I have grave doubts on socialist component after viewing the pictures of food grains rotting in the open in Haryana and Punjab. It is this rotten stock, fed upon by dogs and rodents that was distributed to flood victims in Uttarakhand last month. A nation that spends 74000 crores to build and renovate stadiums is unwilling to spend even less than half this amount to build warehouses and godowns to ensure proper storage and distribution of food.
Sovereign, a partial yes, the state and its police force are sovereign, supreme and independent but the people, it governs, live as its subordinates.
The SECULAR aspect ceases to exist following the verdict. A certain party's leaders were happy that the verdict divides and provides lands for everybody - Hindus and Muslims, they say it is all encompassing, promotes peace and ushers a new era. On news channels, they sought the cooperation of their Muslim brothers for the construction of a temple in the area demarcated lto them legally. When these leaders were asked if they will cooperate with their Muslim brothers and help build their mosque, there was no straight answer. Tongues twisted, faces changed, words were minced, the person who threw the question was reprimanded for short sightedness and irrelevance and heavily ridiculed. Everything happened barring a terse "YES, definitely we will help" !
The clarity with which help and cooperation were sought in building a temple disappeared gawkily when the question of paying back came.
Does this mean that we all have to endorse and bolster one religion? How are we a secular republic?

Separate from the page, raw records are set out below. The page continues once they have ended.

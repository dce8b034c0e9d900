use serde::{Deserialize, Serialize};

pub use sgsearch_config::PatternType;

pub const CASE_SENSITIVE_TOKEN: &str = "case:yes";

#[derive(Debug, Clone, PartialEq, Eq)]
pub struct SearchQuery {
    pub query: String,
    pub pattern_type: PatternType,
    pub case_sensitive: bool,
}

impl SearchQuery {
    pub fn new(query: impl Into<String>, pattern_type: PatternType) -> Self {
        Self {
            query: query.into(),
            pattern_type,
            case_sensitive: false,
        }
    }

    pub fn literal(query: impl Into<String>) -> Self {
        Self::new(query, PatternType::Literal)
    }

    pub fn with_case_sensitive(mut self, case_sensitive: bool) -> Self {
        self.case_sensitive = case_sensitive;
        self
    }

    /// The query string as sent to the service. Case sensitivity only folds into
    /// literal queries, and the token is never duplicated.
    pub fn dispatched_query(&self) -> String {
        if self.pattern_type == PatternType::Literal
            && self.case_sensitive
            && !self.query.contains(CASE_SENSITIVE_TOKEN)
        {
            format!("{} {CASE_SENSITIVE_TOKEN}", self.query)
        } else {
            self.query.clone()
        }
    }
}

#[derive(Debug, Clone, Copy, Default, PartialEq, Eq, Serialize, Deserialize)]
pub struct OffsetAndLength {
    pub offset: u32,
    pub length: u32,
}

impl OffsetAndLength {
    pub fn new(offset: u32, length: u32) -> Self {
        Self { offset, length }
    }
}

#[derive(Debug, Clone, PartialEq, Eq)]
pub struct LineMatch {
    pub line_number: u32,
    pub preview: String,
    pub offset_and_lengths: Vec<OffsetAndLength>,
}

#[derive(Debug, Clone, PartialEq, Eq)]
pub struct FileMatch {
    pub repository: String,
    pub file_name: String,
    pub path: String,
    pub content: String,
    pub line_matches: Vec<LineMatch>,
}

#[derive(Debug, Clone, PartialEq, Eq)]
pub struct RepositoryMatch {
    pub name: String,
}

/// One entry of the service's result list, before normalization.
#[derive(Debug, Clone, PartialEq, Eq)]
pub enum RawResult {
    FileMatch(FileMatch),
    RepositoryMatch(RepositoryMatch),
}

#[derive(Debug, Clone, Copy, PartialEq, Eq, Serialize, Deserialize)]
#[serde(rename_all = "lowercase")]
pub enum ResultKind {
    File,
    Repository,
}

impl ResultKind {
    pub fn as_str(&self) -> &'static str {
        match self {
            ResultKind::File => "file",
            ResultKind::Repository => "repository",
        }
    }
}

impl std::fmt::Display for ResultKind {
    fn fmt(&self, f: &mut std::fmt::Formatter<'_>) -> std::fmt::Result {
        f.write_str(self.as_str())
    }
}

/// Flat result record handed to the UI. File results carry one matching line each.
#[derive(Debug, Clone, PartialEq, Eq, Serialize, Deserialize)]
#[serde(rename_all = "camelCase")]
pub struct SearchResult {
    #[serde(rename = "type")]
    pub kind: ResultKind,
    pub repo: String,
    #[serde(default, skip_serializing_if = "Option::is_none")]
    pub file: Option<String>,
    #[serde(default, skip_serializing_if = "Option::is_none")]
    pub path: Option<String>,
    #[serde(default, skip_serializing_if = "Option::is_none")]
    pub content: Option<String>,
    #[serde(default, skip_serializing_if = "Option::is_none")]
    pub preview: Option<String>,
    #[serde(default, skip_serializing_if = "Option::is_none")]
    pub line_number: Option<u32>,
    #[serde(default, skip_serializing_if = "Option::is_none")]
    pub offset_and_length: Option<OffsetAndLength>,
}

impl SearchResult {
    pub fn repository(name: impl Into<String>) -> Self {
        Self {
            kind: ResultKind::Repository,
            repo: name.into(),
            file: None,
            path: None,
            content: None,
            preview: None,
            line_number: None,
            offset_and_length: None,
        }
    }

    /// The highlighted slice of the preview, if the span lies within it.
    pub fn matched_text(&self) -> Option<&str> {
        let preview = self.preview.as_deref()?;
        let span = self.offset_and_length?;
        let start = span.offset as usize;
        let end = start.checked_add(span.length as usize)?;
        preview.get(start..end)
    }
}

#[derive(Debug, Clone, PartialEq, Eq, Serialize, Deserialize)]
pub struct Search {
    pub query: String,
    pub results: Vec<SearchResult>,
}

impl Search {
    pub fn len(&self) -> usize {
        self.results.len()
    }

    pub fn is_empty(&self) -> bool {
        self.results.is_empty()
    }
}
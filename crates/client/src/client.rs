use std::sync::Arc;
use std::time::Duration;

use sgsearch_config::{Config, Location};
use tokio::task::JoinHandle;

use crate::normalize::normalize;
use crate::transport::{GraphQlTransport, Transport, DEFAULT_TIMEOUT};
use crate::types::*;
use crate::{Result, SearchError};

/// Dispatches searches through a [`Transport`] and normalizes what comes back.
///
/// Cloning is cheap; clones share the transport. Each call builds its own query
/// and result set, so concurrent searches never observe each other.
pub struct SearchClient<T = GraphQlTransport> {
    transport: Arc<T>,
}

impl<T> Clone for SearchClient<T> {
    fn clone(&self) -> Self {
        Self {
            transport: Arc::clone(&self.transport),
        }
    }
}

impl SearchClient<GraphQlTransport> {
    pub fn new(location: &Location) -> Self {
        Self::with_timeout(location, DEFAULT_TIMEOUT)
    }

    pub fn with_timeout(location: &Location, timeout: Duration) -> Self {
        let transport = GraphQlTransport::new(location, timeout);
        tracing::info!(
            endpoint = transport.endpoint(),
            authenticated = transport.is_authenticated(),
            "Search client ready"
        );
        Self::with_transport(transport)
    }

    pub fn from_config(config: &Config) -> anyhow::Result<Self> {
        let location = sgsearch_auth::resolve_location(&config.location)?;
        Ok(Self::with_timeout(
            &location,
            Duration::from_secs(config.location.timeout_secs),
        ))
    }
}

impl<T: Transport + 'static> SearchClient<T> {
    pub fn with_transport(transport: T) -> Self {
        Self {
            transport: Arc::new(transport),
        }
    }

    pub fn transport(&self) -> &T {
        &self.transport
    }

    pub async fn search(&self, query: &str, pattern_type: PatternType) -> Result<Search> {
        self.execute(SearchQuery::new(query, pattern_type)).await
    }

    pub async fn search_default(&self, query: &str) -> Result<Search> {
        self.search(query, PatternType::Literal).await
    }

    pub async fn literal_search(&self, query: &str, case_sensitive: bool) -> Result<Search> {
        self.execute(SearchQuery::literal(query).with_case_sensitive(case_sensitive))
            .await
    }

    pub async fn regex_search(&self, query: &str) -> Result<Search> {
        self.search(query, PatternType::Regexp).await
    }

    pub async fn structural_search(&self, query: &str) -> Result<Search> {
        self.search(query, PatternType::Structural).await
    }

    /// Issues exactly one transport call. Either the whole normalized result set
    /// or the error comes back; nothing partial.
    pub async fn execute(&self, query: SearchQuery) -> Result<Search> {
        let dispatched = query.dispatched_query();
        tracing::debug!(query = %dispatched, pattern_type = %query.pattern_type, "Dispatching search");

        let raw = self.transport.execute(&query).await?;
        let results = normalize(&raw);
        tracing::debug!(raw = raw.len(), results = results.len(), "Search completed");

        Ok(Search {
            query: dispatched,
            results,
        })
    }

    /// Callback form of [`SearchClient::search`]. Runs on the current tokio runtime
    /// and calls exactly one of the continuations, once. Aborting the returned
    /// handle cancels the request and neither continuation runs.
    ///
    /// An unrecognized result type also reaches `on_error`; check
    /// [`SearchError::is_contract_violation`] to tell it apart from transport failures.
    pub fn search_with<S, E>(
        &self,
        query: &str,
        pattern_type: PatternType,
        on_success: S,
        on_error: E,
    ) -> JoinHandle<()>
    where
        S: FnOnce(Search) + Send + 'static,
        E: FnOnce(SearchError) + Send + 'static,
    {
        let client = self.clone();
        let query = SearchQuery::new(query, pattern_type);
        tokio::spawn(async move {
            match client.execute(query).await {
                Ok(search) => on_success(search),
                Err(e) => on_error(e),
            }
        })
    }
}
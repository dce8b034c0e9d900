fn extract_error_message(body: &str) -> String {
    if let Ok(v) = serde_json::from_str::<serde_json::Value>(body) {
        if let Some(msg) = v["errors"][0]["message"].as_str() {
            return msg.to_string();
        }
        if let Some(msg) = v["error"].as_str() {
            return msg.to_string();
        }
        if let Some(msg) = v["message"].as_str() {
            return msg.to_string();
        }
    }
    let trimmed = body.trim();
    if trimmed.chars().count() > 200 {
        let cut: String = trimmed.chars().take(200).collect();
        format!("{cut}...")
    } else {
        trimmed.to_string()
    }
}

#[derive(Debug, thiserror::Error)]
pub enum SearchError {
    #[error("Request to {url} failed: {source}")]
    Transport {
        url: String,
        #[source]
        source: reqwest::Error,
    },

    #[error("{status}: {}", extract_error_message(body))]
    Http { status: u16, body: String },

    #[error("GraphQL error: {}", .0.join("; "))]
    GraphQl(Vec<String>),

    #[error("Response contained no search results payload")]
    MissingData,

    #[error("Deserialization error: {0}")]
    Deserialization(String),

    #[error("Unrecognized search result type '{0}'")]
    UnrecognizedResultVariant(String),
}

impl SearchError {
    pub fn from_http(status: u16, body: String) -> Self {
        Self::Http { status, body }
    }

    /// The service returned something outside the schema this client was built
    /// against. Not a transient condition.
    pub fn is_contract_violation(&self) -> bool {
        matches!(self, Self::UnrecognizedResultVariant(_))
    }

    pub fn status(&self) -> Option<u16> {
        match self {
            Self::Http { status, .. } => Some(*status),
            Self::Transport { source, .. } => source.status().map(|s| s.as_u16()),
            _ => None,
        }
    }
}

#[cfg(test)]
mod tests {
    use super::*;

    #[test]
    fn http_error_prefers_graphql_message() {
        let err = SearchError::from_http(
            401,
            r#"{"errors":[{"message":"Invalid access token."}]}"#.into(),
        );
        assert_eq!(err.to_string(), "401: Invalid access token.");
        assert_eq!(err.status(), Some(401));
    }

    #[test]
    fn http_error_truncates_long_bodies() {
        let err = SearchError::from_http(502, "x".repeat(500));
        let msg = err.to_string();
        assert!(msg.starts_with("502: "));
        assert!(msg.ends_with("..."));
        assert!(msg.len() < 220);
    }

    #[test]
    fn only_unrecognized_variant_is_contract_violation() {
        assert!(SearchError::UnrecognizedResultVariant("CommitSearchResult".into())
            .is_contract_violation());
        assert!(!SearchError::MissingData.is_contract_violation());
        assert!(!SearchError::GraphQl(vec!["boom".into()]).is_contract_violation());
    }
}
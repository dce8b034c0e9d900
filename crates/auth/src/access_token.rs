use anyhow::Result;

use crate::AuthError;

/// Variable read by the upstream `src` CLI; honored as the last fallback.
pub const DEFAULT_TOKEN_ENV: &str = "SRC_ACCESS_TOKEN";

pub const ENDPOINT_ENV: &str = "SRC_ENDPOINT";

pub fn from_env(var: &str) -> Result<String> {
    match std::env::var(var) {
        Ok(token) if !token.trim().is_empty() => Ok(token.trim().to_string()),
        Ok(_) => Err(AuthError::EmptyToken(var.to_string()).into()),
        Err(_) => anyhow::bail!("{var} is not set"),
    }
}

pub fn endpoint_from_env() -> Option<String> {
    std::env::var(ENDPOINT_ENV)
        .ok()
        .filter(|url| !url.trim().is_empty())
}
use crate::types::*;

/// Flattens raw service results into one record per matching line (file matches)
/// or per repository, preserving input order.
pub fn normalize(raw: &[RawResult]) -> Vec<SearchResult> {
    raw.iter().flat_map(expand).collect()
}

fn expand(result: &RawResult) -> Vec<SearchResult> {
    match result {
        RawResult::FileMatch(file_match) => expand_file_match(file_match),
        RawResult::RepositoryMatch(repo) => vec![SearchResult::repository(&repo.name)],
    }
}

fn expand_file_match(file_match: &FileMatch) -> Vec<SearchResult> {
    file_match
        .line_matches
        .iter()
        .map(|line| SearchResult {
            kind: ResultKind::File,
            repo: file_match.repository.clone(),
            file: Some(file_match.file_name.clone()),
            path: Some(file_match.path.clone()),
            content: Some(file_match.content.clone()),
            preview: Some(line.preview.clone()),
            line_number: Some(line.line_number),
            offset_and_length: Some(first_span(line)),
        })
        .collect()
}

// Only the first span of a line survives; (0, 0) when the line has none.
fn first_span(line: &LineMatch) -> OffsetAndLength {
    line.offset_and_lengths.first().copied().unwrap_or_default()
}
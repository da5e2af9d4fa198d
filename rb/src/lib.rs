//! recordbot - WCA Live record announcement bot
//!
//! Polls the WCA Live recent-records feed on a fixed cadence, diffs each
//! fetched snapshot against the last persisted one, and publishes an
//! announcement for every newly appeared record.
//!
//! # Core flow
//!
//! On each poll cycle: fetch the feed, load the previous snapshot from the
//! store, diff the two (identity is a fixed field tuple, there is no stable
//! record id upstream), publish one announcement per new entry in feed
//! order, and persist the fetched snapshot when anything new appeared. A
//! first run seeds the snapshot silently.
//!
//! # Modules
//!
//! - [`domain`] - record data model, cross-poll identity, snapshot diffing
//! - [`format`] - attempt result decoding and announcement text
//! - [`feed`] - WCA Live GraphQL client
//! - [`publish`] - posting endpoint client
//! - [`watcher`] - the poll loop
//! - [`config`] - configuration types and loading
//! - [`cli`] - command-line interface

pub mod cli;
pub mod config;
pub mod daemon;
pub mod domain;
pub mod feed;
pub mod format;
pub mod publish;
pub mod watcher;

// Re-export commonly used types
pub use config::{Config, FeedConfig, StorageConfig, TwitterConfig};
pub use daemon::DaemonManager;
pub use domain::{RecordEntry, RecordKey, RecordType, Snapshot, diff};
pub use feed::{FeedError, RecordFeed, WcaLiveClient};
pub use format::{MbldAttempt, announcement, decode_mbld, format_attempt};
pub use publish::{NullPublisher, PublishError, Publisher, TwitterClient};
pub use watcher::{RecordWatcher, WatcherConfig};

Before the verdict was announced, many said India has moved on, India has come a long way. It is not the India of 1992. There is more tolerance and amity in the air now.

They all should be reminded that Mayawati complained of inadequate security in her state, washed her hands off any responsibility; a neat disclaimer even before the verdict was announced. A fellow citizen filed a petition for postponement of verdict to a date after the Commonwealth Games lest we should have riots and add that last, unforgivable element of embarrassment. Nobody on roads were willing to risk their lives. Irrespective of age, caste, sex, religion, profession and class, we all, shut the doors and nestled ourselves in safe premises, promptly before 3 pm on 30th Sept.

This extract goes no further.